ACTION ITEM: Copy the listing out exactly as shown.
-*-*-
//! 部署工具的配置模块。
//!
//! 该模块负责在启动时从环境变量构建一次性的部署配置，之后以参数形式传给部署流程。

use crate::error::ConfigError;
use std::env;
use std::fmt;
use std::path::PathBuf;

/// 密钥 ID 环境变量
pub const SECRET_ID_VAR: &str = "TENCENTCLOUD_SECRET_ID";
/// 密钥 Key 环境变量
pub const SECRET_KEY_VAR: &str = "TENCENTCLOUD_SECRET_KEY";

/// 默认地域
pub const DEFAULT_REGION: &str = "ap-guangzhou";
/// 默认存储桶名称
pub const DEFAULT_BUCKET: &str = "soulmirror-web-20250225";
/// 默认本地构建目录
pub const DEFAULT_SOURCE_DIR: &str = "./dist";

/// 默认分块大小（1 MiB）
pub const DEFAULT_PART_SIZE: u64 = 1024 * 1024;
/// 默认分块上传并发数
pub const DEFAULT_MAX_THREADS: usize = 10;
/// 分块上传并发数上限，与单次分块上传的最大分块数一致
pub const MAX_THREADS_LIMIT: u64 = 10_000;

/// COS 服务域名
const PROVIDER_DOMAIN: &str = "myqcloud.com";

/// 访问凭据
#[derive(Clone, PartialEq, Eq)]
pub struct Credentials {
    pub secret_id: String,
    pub secret_key: String,
}

impl fmt::Debug for Credentials {
    fn fmt(&self, f: &mut fmt::Formatter<'_>) -> fmt::Result {
        f.debug_struct("Credentials")
            .field("secret_id", &self.secret_id)
            .field("secret_key", &"***")
            .finish()
    }
}

/// 部署目标：地域、存储桶和本地目录
#[derive(Debug, Clone, PartialEq, Eq)]
pub struct DeployTarget {
    pub region: String,
    pub bucket: String,
    pub source_dir: PathBuf,
}

impl DeployTarget {
    /// 静态网站访问地址
    pub fn website_url(&self) -> String {
        format!(
            "http://{}.cos-website.{}.{}",
            self.bucket, self.region, PROVIDER_DOMAIN
        )
    }

    /// 地域的默认服务端点
    pub fn default_endpoint(&self) -> String {
        format!("https://cos.{}.{}", self.region, PROVIDER_DOMAIN)
    }
}

impl Default for DeployTarget {
    fn default() -> Self {
        Self {
            region: DEFAULT_REGION.to_string(),
            bucket: DEFAULT_BUCKET.to_string(),
            source_dir: PathBuf::from(DEFAULT_SOURCE_DIR),
        }
    }
}

/// 上传参数
#[derive(Debug, Clone, Copy, PartialEq, Eq)]
pub struct UploadOptions {
    /// 分块大小（字节），超过该大小的文件走分块上传
    pub part_size: u64,
    /// 单个文件分块上传时同时进行的分块数
    pub max_threads: usize,
    /// 是否计算请求体校验和
    pub enable_md5: bool,
}

impl Default for UploadOptions {
    fn default() -> Self {
        Self {
            part_size: DEFAULT_PART_SIZE,
            max_threads: DEFAULT_MAX_THREADS,
            enable_md5: false,
        }
    }
}

/// 完整的部署配置
#[derive(Debug, Clone)]
pub struct DeployConfig {
    pub credentials: Credentials,
    pub target: DeployTarget,
    pub upload: UploadOptions,
    /// 服务端点，未设置时使用地域默认端点
    pub endpoint: Option<String>,
    /// 使用路径风格寻址（`endpoint/bucket/key`）
    pub force_path_style: bool,
}

impl DeployConfig {
    /// 从进程环境变量读取配置。
    ///
    /// # 环境变量
    ///
    /// * `TENCENTCLOUD_SECRET_ID` / `TENCENTCLOUD_SECRET_KEY` - 必须设置
    /// * `COS_REGION` - 地域（默认：ap-guangzhou）
    /// * `COS_BUCKET` - 存储桶名称
    /// * `COS_SOURCE_DIR` - 本地构建目录（默认：./dist）
    /// * `COS_ENDPOINT` - 自定义服务端点
    /// * `COS_FORCE_PATH_STYLE` - 是否使用路径风格寻址
    /// * `COS_PART_SIZE_MB` - 分块大小（MB）
    /// * `COS_MAX_THREADS` - 分块上传并发数
    ///
    /// # Errors
    ///
    /// 密钥缺失时返回 `ConfigError::MissingCredentials`，数值无法解析时返回
    /// `ConfigError::InvalidValue`。
    pub fn from_env() -> Result<Self, ConfigError> {
        Self::from_lookup(|name| env::var(name).ok())
    }

    /// 使用给定的查找函数读取配置，便于在测试中替换环境变量。
    pub fn from_lookup<F>(lookup: F) -> Result<Self, ConfigError>
    where
        F: Fn(&str) -> Option<String>,
    {
        // 空字符串与未设置同等对待
        let get = |name: &str| lookup(name).filter(|value| !value.trim().is_empty());
        // 密钥只拒绝空字符串，原样保留其余内容
        let secret = |name: &str| lookup(name).filter(|value| !value.is_empty());

        let credentials = match (secret(SECRET_ID_VAR), secret(SECRET_KEY_VAR)) {
            (Some(secret_id), Some(secret_key)) => Credentials {
                secret_id,
                secret_key,
            },
            _ => {
                return Err(ConfigError::MissingCredentials {
                    id_var: SECRET_ID_VAR,
                    key_var: SECRET_KEY_VAR,
                });
            }
        };

        let defaults = DeployTarget::default();
        let target = DeployTarget {
            region: get("COS_REGION").unwrap_or(defaults.region),
            bucket: get("COS_BUCKET").unwrap_or(defaults.bucket),
            source_dir: get("COS_SOURCE_DIR")
                .map(PathBuf::from)
                .unwrap_or(defaults.source_dir),
        };

        let mut upload = UploadOptions::default();
        if let Some(value) = get("COS_PART_SIZE_MB") {
            let mb = parse_positive("COS_PART_SIZE_MB", &value)?;
            upload.part_size = mb
                .checked_mul(1024 * 1024)
                .ok_or_else(|| ConfigError::InvalidValue {
                    name: "COS_PART_SIZE_MB",
                    value: value.clone(),
                })?;
        }
        if let Some(value) = get("COS_MAX_THREADS") {
            let threads = parse_positive("COS_MAX_THREADS", &value)?;
            if threads > MAX_THREADS_LIMIT {
                return Err(ConfigError::InvalidValue {
                    name: "COS_MAX_THREADS",
                    value,
                });
            }
            upload.max_threads = threads as usize;
        }

        let force_path_style = match get("COS_FORCE_PATH_STYLE") {
            Some(value) => parse_bool("COS_FORCE_PATH_STYLE", &value)?,
            None => false,
        };

        Ok(Self {
            credentials,
            target,
            upload,
            endpoint: get("COS_ENDPOINT"),
            force_path_style,
        })
    }

    /// 实际使用的服务端点
    pub fn endpoint_url(&self) -> String {
        self.endpoint
            .clone()
            .unwrap_or_else(|| self.target.default_endpoint())
    }
}

fn parse_positive(name: &'static str, value: &str) -> Result<u64, ConfigError> {
    match value.trim().parse::<u64>() {
        Ok(n) if n > 0 => Ok(n),
        _ => Err(ConfigError::InvalidValue {
            name,
            value: value.to_string(),
        }),
    }
}

fn parse_bool(name: &'static str, value: &str) -> Result<bool, ConfigError> {
    match value.trim().to_ascii_lowercase().as_str() {
        "1" | "true" | "yes" | "on" => Ok(true),
        "0" | "false" | "no" | "off" => Ok(false),
        _ => Err(ConfigError::InvalidValue {
            name,
            value: value.to_string(),
        }),
    }
}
-*-*-
SOLUTION TO THIS EXERCISE:
//! 部署工具的配置模块。
//!
//! 该模块负责在启动时从环境变量构建一次性的部署配置，之后以参数形式传给部署流程。

use crate::error::ConfigError;
use std::env;
use std::fmt;
use std::path::PathBuf;

/// 密钥 ID 环境变量
pub const SECRET_ID_VAR: &str = "TENCENTCLOUD_SECRET_ID";
/// 密钥 Key 环境变量
pub const SECRET_KEY_VAR: &str = "TENCENTCLOUD_SECRET_KEY";

/// 默认地域
pub const DEFAULT_REGION: &str = "ap-guangzhou";
/// 默认存储桶名称
pub const DEFAULT_BUCKET: &str = "soulmirror-web-20250225";
/// 默认本地构建目录
pub const DEFAULT_SOURCE_DIR: &str = "./dist";

/// 默认分块大小（1 MiB）
pub const DEFAULT_PART_SIZE: u64 = 1024 * 1024;
/// 默认分块上传并发数
pub const DEFAULT_MAX_THREADS: usize = 10;
/// 分块上传并发数上限，与单次分块上传的最大分块数一致
pub const MAX_THREADS_LIMIT: u64 = 10_000;

/// COS 服务域名
const PROVIDER_DOMAIN: &str = "myqcloud.com";

/// 访问凭据
#[derive(Clone, PartialEq, Eq)]
pub struct Credentials {
    pub secret_id: String,
    pub secret_key: String,
}

impl fmt::Debug for Credentials {
    fn fmt(&self, f: &mut fmt::Formatter<'_>) -> fmt::Result {
        f.debug_struct("Credentials")
            .field("secret_id", &self.secret_id)
            .field("secret_key", &"***")
            .finish()
    }
}

/// 部署目标：地域、存储桶和本地目录
#[derive(Debug, Clone, PartialEq, Eq)]
pub struct DeployTarget {
    pub region: String,
    pub bucket: String,
    pub source_dir: PathBuf,
}

impl DeployTarget {
    /// 静态网站访问地址
    pub fn website_url(&self) -> String {
        format!(
            "http://{}.cos-website.{}.{}",
            self.bucket, self.region, PROVIDER_DOMAIN
        )
    }

    /// 地域的默认服务端点
    pub fn default_endpoint(&self) -> String {
        format!("https://cos.{}.{}", self.region, PROVIDER_DOMAIN)
    }
}

impl Default for DeployTarget {
    fn default() -> Self {
        Self {
            region: DEFAULT_REGION.to_string(),
            bucket: DEFAULT_BUCKET.to_string(),
            source_dir: PathBuf::from(DEFAULT_SOURCE_DIR),
        }
    }
}

/// 上传参数
#[derive(Debug, Clone, Copy, PartialEq, Eq)]
pub struct UploadOptions {
    /// 分块大小（字节），超过该大小的文件走分块上传
    pub part_size: u64,
    /// 单个文件分块上传时同时进行的分块数
    pub max_threads: usize,
    /// 是否计算请求体校验和
    pub enable_md5: bool,
}

impl Default for UploadOptions {
    fn default() -> Self {
        Self {
            part_size: DEFAULT_PART_SIZE,
            max_threads: DEFAULT_MAX_THREADS,
            enable_md5: false,
        }
    }
}

/// 完整的部署配置
#[derive(Debug, Clone)]
pub struct DeployConfig {
    pub credentials: Credentials,
    pub target: DeployTarget,
    pub upload: UploadOptions,
    /// 服务端点，未设置时使用地域默认端点
    pub endpoint: Option<String>,
    /// 使用路径风格寻址（`endpoint/bucket/key`）
    pub force_path_style: bool,
}

impl DeployConfig {
    /// 从进程环境变量读取配置。
    ///
    /// # 环境变量
    ///
    /// * `TENCENTCLOUD_SECRET_ID` / `TENCENTCLOUD_SECRET_KEY` - 必须设置
    /// * `COS_REGION` - 地域（默认：ap-guangzhou）
    /// * `COS_BUCKET` - 存储桶名称
    /// * `COS_SOURCE_DIR` - 本地构建目录（默认：./dist）
    /// * `COS_ENDPOINT` - 自定义服务端点
    /// * `COS_FORCE_PATH_STYLE` - 是否使用路径风格寻址
    /// * `COS_PART_SIZE_MB` - 分块大小（MB）
    /// * `COS_MAX_THREADS` - 分块上传并发数
    ///
    /// # Errors
    ///
    /// 密钥缺失时返回 `ConfigError::MissingCredentials`，数值无法解析时返回
    /// `ConfigError::InvalidValue`。
    pub fn from_env() -> Result<Self, ConfigError> {
        Self::from_lookup(|name| env::var(name).ok())
    }

    /// 使用给定的查找函数读取配置，便于在测试中替换环境变量。
    pub fn from_lookup<F>(lookup: F) -> Result<Self, ConfigError>
    where
        F: Fn(&str) -> Option<String>,
    {
        // 空字符串与未设置同等对待
        let get = |name: &str| lookup(name).filter(|value| !value.trim().is_empty());
        // 密钥只拒绝空字符串，原样保留其余内容
        let secret = |name: &str| lookup(name).filter(|value| !value.is_empty());

        let credentials = match (secret(SECRET_ID_VAR), secret(SECRET_KEY_VAR)) {
            (Some(secret_id), Some(secret_key)) => Credentials {
                secret_id,
                secret_key,
            },
            _ => {
                return Err(ConfigError::MissingCredentials {
                    id_var: SECRET_ID_VAR,
                    key_var: SECRET_KEY_VAR,
                });
            }
        };

        let defaults = DeployTarget::default();
        let target = DeployTarget {
            region: get("COS_REGION").unwrap_or(defaults.region),
            bucket: get("COS_BUCKET").unwrap_or(defaults.bucket),
            source_dir: get("COS_SOURCE_DIR")
                .map(PathBuf::from)
                .unwrap_or(defaults.source_dir),
        };

        let mut upload = UploadOptions::default();
        if let Some(value) = get("COS_PART_SIZE_MB") {
            let mb = parse_positive("COS_PART_SIZE_MB", &value)?;
            upload.part_size = mb
                .checked_mul(1024 * 1024)
                .ok_or_else(|| ConfigError::InvalidValue {
                    name: "COS_PART_SIZE_MB",
                    value: value.clone(),
                })?;
        }
        if let Some(value) = get("COS_MAX_THREADS") {
            let threads = parse_positive("COS_MAX_THREADS", &value)?;
            if threads > MAX_THREADS_LIMIT {
                return Err(ConfigError::InvalidValue {
                    name: "COS_MAX_THREADS",
                    value,
                });
            }
            upload.max_threads = threads as usize;
        }

        let force_path_style = match get("COS_FORCE_PATH_STYLE") {
            Some(value) => parse_bool("COS_FORCE_PATH_STYLE", &value)?,
            None => false,
        };

        Ok(Self {
            credentials,
            target,
            upload,
            endpoint: get("COS_ENDPOINT"),
            force_path_style,
        })
    }

    /// 实际使用的服务端点
    pub fn endpoint_url(&self) -> String {
        self.endpoint
            .clone()
            .unwrap_or_else(|| self.target.default_endpoint())
    }
}

fn parse_positive(name: &'static str, value: &str) -> Result<u64, ConfigError> {
    match value.trim().parse::<u64>() {
        Ok(n) if n > 0 => Ok(n),
        _ => Err(ConfigError::InvalidValue {
            name,
            value: value.to_string(),
        }),
    }
}

fn parse_bool(name: &'static str, value: &str) -> Result<bool, ConfigError> {
    match value.trim().to_ascii_lowercase().as_str() {
        "1" | "true" | "yes" | "on" => Ok(true),
        "0" | "false" | "no" | "off" => Ok(false),
        _ => Err(ConfigError::InvalidValue {
            name,
            value: value.to_string(),
        }),
    }
}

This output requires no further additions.